His listener cringed, red still leaking from the cut on his cheek. The man whimpered through his gag.
Crowley swirled the fortified wine in his glass, and smiled at the vineyard like a lover. Somewhere down the slope, a tractor murmured. The sun was warm, but the light had a white cast to it. Autumn threatening.
He bent down, picked up a smooth stone from the path next to where the man was kneeling. He examined the speck of blood that wet its sandy surface. Then he let it fall back to the ground with a clatter.
“The best part?”
Crowley leaned in, now sitting on the edge of his chair. His breath smelled like plums and something astringent.
“It worked,” he confided. “The land learned to obey.”
The heir to the vineyard's soul deal—shackled, slumped against the vineyard wall—moved, then. There was a soft, wet noise, and something popped.
A scream.
Crowley took a sip from his glass and let it linger.
“Ah. Still with us.” He sounded pleased. “Good. This next part will be all the more satisfying.”
The blood had dried in rivulets down the man’s face, catching in the stubble like wine in wool. He was breathing hard through his nose.
Guthrie appeared from behind a vine. He cleared his throat. “I've located the founding artifact, Sire. The productivity enchantment should resolve on its own in a few days.”
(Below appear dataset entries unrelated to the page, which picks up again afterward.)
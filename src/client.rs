//! Cached client wrapper and transport seam

use std::fmt::Debug;
use std::sync::Arc;

use async_trait::async_trait;
use serde_json::Value;
use tracing::warn;

use crate::cancel::CancelToken;
use crate::config::{CacheConfig, RequestPolicy, StorageKind};
use crate::error::ClientCacheError;
use crate::inflight::InFlightRegistry;
use crate::interceptor::{Disposition, RequestInterceptor, ResponseInterceptor};
use crate::request::RequestDescriptor;
use crate::stats::{CacheMetrics, CacheStats};
use crate::store::{CacheStore, DiskBackend, MemoryBackend, SessionBackend, StorageBackend};

/// Executes a tagged request against the network.
///
/// The seam between the interception pipeline and the wire. The transport
/// must honor the cancellation token: a token triggered by the interceptor
/// means the request was short-circuited and its own network execution
/// must not proceed.
#[async_trait]
pub trait Transport: Send + Sync + Debug {
    async fn execute(
        &self,
        descriptor: &RequestDescriptor,
        token: &CancelToken,
    ) -> Result<Value, ClientCacheError>;
}

/// Default transport over [`reqwest::Client`], exchanging JSON payloads.
#[derive(Debug, Clone)]
pub struct HttpTransport {
    client: reqwest::Client,
}

impl HttpTransport {
    pub fn new(client: reqwest::Client) -> Self {
        Self { client }
    }
}

#[async_trait]
impl Transport for HttpTransport {
    async fn execute(
        &self,
        descriptor: &RequestDescriptor,
        token: &CancelToken,
    ) -> Result<Value, ClientCacheError> {
        if let Some(reason) = token.triggered() {
            return Err(ClientCacheError::cancelled(reason.to_string()));
        }

        let mut request = self
            .client
            .request(descriptor.method.clone(), &descriptor.url);

        if !descriptor.params.is_empty() {
            request = request.query(&descriptor.params);
        }
        if let Some(body) = &descriptor.body {
            request = request.json(body);
        }

        let response = request.send().await?.error_for_status()?;
        Ok(response.json::<Value>().await?)
    }
}

/// An HTTP client decorated with transparent response caching and request
/// deduplication.
///
/// Call sites issue requests through [`CachedClient::request`] and receive
/// responses indistinguishable from direct network calls; the only
/// observable effects of this layer are latency and [`CacheStats`]. The
/// store, registry, and counters are owned by this instance — two wrapped
/// clients never share state.
#[derive(Debug)]
pub struct CachedClient<T: Transport = HttpTransport> {
    transport: T,
    store: CacheStore,
    metrics: Arc<CacheMetrics>,
    request_interceptor: RequestInterceptor,
    response_interceptor: ResponseInterceptor,
}

impl CachedClient<HttpTransport> {
    /// Wraps a `reqwest` client with the interception layer.
    pub fn wrap(client: reqwest::Client, config: CacheConfig) -> Result<Self, ClientCacheError> {
        Self::with_transport(HttpTransport::new(client), config)
    }
}

impl<T: Transport> CachedClient<T> {
    /// Builds the layer over a custom transport.
    pub fn with_transport(transport: T, config: CacheConfig) -> Result<Self, ClientCacheError> {
        config.validate()?;

        let backend: Arc<dyn StorageBackend> = match &config.storage {
            StorageKind::Memory => Arc::new(MemoryBackend::new()),
            StorageKind::Session { max_entries } => Arc::new(SessionBackend::new(*max_entries)),
            StorageKind::Persistent { dir, max_bytes } => Arc::new(
                DiskBackend::new(dir.clone(), *max_bytes)
                    .map_err(|e| ClientCacheError::configuration(e.to_string()))?,
            ),
        };

        let store = CacheStore::new(backend, config.key_prefix.clone());
        let registry = Arc::new(InFlightRegistry::new());
        let metrics = Arc::new(CacheMetrics::default());
        let policy = Arc::new(RequestPolicy::from_config(&config));

        Ok(Self {
            transport,
            store: store.clone(),
            metrics: metrics.clone(),
            request_interceptor: RequestInterceptor::new(
                store.clone(),
                registry.clone(),
                metrics,
                policy.clone(),
            ),
            response_interceptor: ResponseInterceptor::new(store, policy),
        })
    }

    /// Issues a request through the interception pipeline.
    pub async fn request(
        &self,
        descriptor: &RequestDescriptor,
    ) -> Result<Value, ClientCacheError> {
        let tagged = self.request_interceptor.intercept(descriptor).await;

        match tagged.disposition {
            Disposition::FromCache(response) => Ok(response),
            Disposition::Deduplicated(rx) => self.response_interceptor.await_canonical(rx).await,
            Disposition::Network { cache_key, claim } => {
                // `claim` stays live across the network call; if this
                // future is dropped mid-flight its guard releases the
                // registry entry so waiters are not starved.
                let outcome = self
                    .transport
                    .execute(&tagged.descriptor, &tagged.token)
                    .await;
                self.response_interceptor
                    .settle(cache_key.as_deref(), claim, outcome)
                    .await
            }
        }
    }

    /// Convenience GET without params or body.
    pub async fn get(&self, url: impl Into<String>) -> Result<Value, ClientCacheError> {
        self.request(&RequestDescriptor::get(url)).await
    }

    /// Issues a request purely to warm the cache. Errors are swallowed and
    /// logged; prefetch never fails.
    pub async fn prefetch(&self, descriptor: &RequestDescriptor) {
        if let Err(error) = self.request(descriptor).await {
            warn!(url = %descriptor.url, %error, "prefetch failed");
        }
    }

    /// Clears cached responses, optionally only keys matching a pattern.
    pub async fn clear_cache(&self, pattern: Option<&str>) {
        self.store.clear(pattern).await;
    }

    /// Current cache statistics. Never mutates counters or the store.
    pub async fn cache_stats(&self) -> CacheStats {
        let (size, keys) = self.store.snapshot().await;
        CacheStats {
            hits: self.metrics.hits(),
            misses: self.metrics.misses(),
            size,
            keys,
        }
    }
}

#[cfg(test)]
mod tests {
    use super::*;
    use crate::cancel::CancelReason;

    #[tokio::test]
    async fn test_transport_honors_triggered_token() {
        let transport = HttpTransport::new(reqwest::Client::new());
        let token = CancelToken::new();
        token.trigger(CancelReason::ResolvedFromCache);

        let err = transport
            .execute(&RequestDescriptor::get("http://localhost/test"), &token)
            .await
            .unwrap_err();
        assert!(matches!(err, ClientCacheError::Cancelled { .. }));
    }

    #[test]
    fn test_invalid_config_rejected_at_construction() {
        let config = CacheConfig::default().with_key_prefix("");
        let result = CachedClient::wrap(reqwest::Client::new(), config);
        assert!(matches!(
            result,
            Err(ClientCacheError::Configuration { .. })
        ));
    }
}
Crowley did not look up from his glass. “Delightful,” he said. “Let's get started on some more natural fertilization.”
Guthrie took precisely two steps to his right. There was a muffled shout, another whimper, then a loud squelch.
And silence.
Crowley smiled, again. Unhurried. Guthrie was already cleaning off his hands with a handkerchief.
The King raised the glass toward the valley, ruby-dark and shining.
“To inheritance.”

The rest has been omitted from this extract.